Louis XVI se présente alors accompagné de ses deux frères. Son discours simple et touchant excite le plus vif enthousiasme. Il rassure l'assemblée , qu'il nomme pour la première fois assemblée nationale; se plaint avec douceur des méfiances qu'on a conçues : « Vous avez craint, leur dit-il; eh bien! c'est moi qui me fie à vous. » Ces mots sont couverts d'applaudissemens. Aussitôt les députés se lèvent, entourent le monarque, et le reconduisent à pied jusqu'au château. La foule se presse autour de lui, les larmes coulent de tous les yeux, et il peut à peine s'ouvrir un passage à travers ce nombreux cortége.
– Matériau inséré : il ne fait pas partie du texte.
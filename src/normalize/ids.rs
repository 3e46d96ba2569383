use std::sync::atomic::{AtomicI64, Ordering};

use chrono::{DateTime, NaiveDate, TimeZone, Utc};
use once_cell::sync::Lazy;
use regex::Regex;
use sha2::{Digest, Sha256};

use super::text::{decode_entities, strip_status_markers};

struct UrlIdPattern {
    provider: &'static str,
    regex: Regex,
}

static URL_ID_PATTERNS: Lazy<Vec<UrlIdPattern>> = Lazy::new(|| {
    [
        ("ticketmaster", r"(?i)(?:ticketmaster|livenation)\.[a-z.]+/.*?event/([0-9A-F]{16})\b"),
        ("eventbrite", r"(?i)eventbrite\.[a-z.]+/e/[^?#]*?-?tickets-(\d{6,})"),
        ("etix", r"(?i)etix\.com/ticket/[a-z]/(\d+)"),
        ("dice", r"(?i)dice\.fm/event/([a-z0-9]+)-"),
        ("ticketweb", r"(?i)ticketweb\.[a-z.]+/event/[^/?#]+/(\d+)"),
        ("axs", r"(?i)axs\.com/(?:[a-z]{2}/)?events/(\d+)"),
        ("seetickets", r"(?i)seetickets\.[a-z.]+/event/[^/?#]+/[^/?#]+/(\d+)"),
        ("prekindle", r"(?i)prekindle\.com/(?:promo/)?event/(\d+)"),
        ("query", r"(?i)[?&](?:event_?id|eid)=([A-Za-z0-9_-]+)"),
    ]
    .into_iter()
    .map(|(provider, pattern)| UrlIdPattern {
        provider,
        regex: Regex::new(pattern).expect("url id regex"),
    })
    .collect()
});

static NON_ALNUM_RE: Lazy<Regex> =
    Lazy::new(|| Regex::new(r"[^a-z0-9]+").expect("non alnum regex"));

/// Canonical ticket-provider ID embedded in a detail or ticket URL, namespaced
/// by provider (`ticketmaster-1E0062D4A10A4465`).
pub fn url_event_id(url: &str) -> Option<String> {
    URL_ID_PATTERNS.iter().find_map(|pattern| {
        pattern
            .regex
            .captures(url)
            .and_then(|caps| caps.get(1))
            .map(|id| format!("{}-{}", pattern.provider, id.as_str()))
    })
}

pub fn normalized_title_key(title: &str) -> String {
    let (stripped, _) = strip_status_markers(&decode_entities(title));
    let lowered = stripped.to_lowercase();
    NON_ALNUM_RE
        .replace_all(&lowered, " ")
        .split_whitespace()
        .collect::<Vec<_>>()
        .join(" ")
}

/// Deterministic ID for events without an upstream identifier. Two listings
/// with the same normalized title on the same date share an ID.
pub fn stable_event_id(title: &str, date: NaiveDate) -> String {
    let mut hasher = Sha256::new();
    hasher.update(normalized_title_key(title).as_bytes());
    hasher.update(b"|");
    hasher.update(date.format("%Y-%m-%d").to_string().as_bytes());
    let digest = format!("{:x}", hasher.finalize());
    format!("evt-{}", &digest[..16])
}

/// URL-embedded ID from the first URL that carries one, else the title+date hash.
pub fn derive_event_id<'a>(
    urls: impl IntoIterator<Item = Option<&'a str>>,
    title: &str,
    date: NaiveDate,
) -> String {
    urls.into_iter()
        .flatten()
        .find_map(url_event_id)
        .unwrap_or_else(|| stable_event_id(title, date))
}

static LAST_STAMP_MICROS: AtomicI64 = AtomicI64::new(i64::MIN);

/// Extraction timestamp that strictly increases within the process, even when
/// the wall clock stalls or steps backwards.
pub fn next_scraped_at() -> DateTime<Utc> {
    let now = Utc::now().timestamp_micros();
    let mut previous = LAST_STAMP_MICROS.load(Ordering::SeqCst);
    loop {
        let candidate = if now > previous { now } else { previous + 1 };
        match LAST_STAMP_MICROS.compare_exchange(previous, candidate, Ordering::SeqCst, Ordering::SeqCst)
        {
            Ok(_) => {
                let secs = candidate.div_euclid(1_000_000);
                let nanos = (candidate.rem_euclid(1_000_000) * 1_000) as u32;
                return Utc.timestamp_opt(secs, nanos).single().unwrap_or_else(Utc::now);
            }
            Err(actual) => previous = actual,
        }
    }
}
La reine, en ce moment, placée avec la cour sur un balcon, contemplait de loin cette scène touchante. Son fils était dans ses bras; sa fille, debout à ses côtés, jouait naïvement avec les cheveux de son frère. La princesse, vivement émue, semblait se complaire dans cet amour des Français. Hélas! combien de fois un attendrissement réciproque n'a-t-il pas réconcilié les coeurs pendant ces funestes discordes! Pour un instant tout semblait oublié; mais le lendemain, le jour même, la cour était rendue à son orgueil, le peuple à ses méfiances, et l'implacable haine recommençait son

cours.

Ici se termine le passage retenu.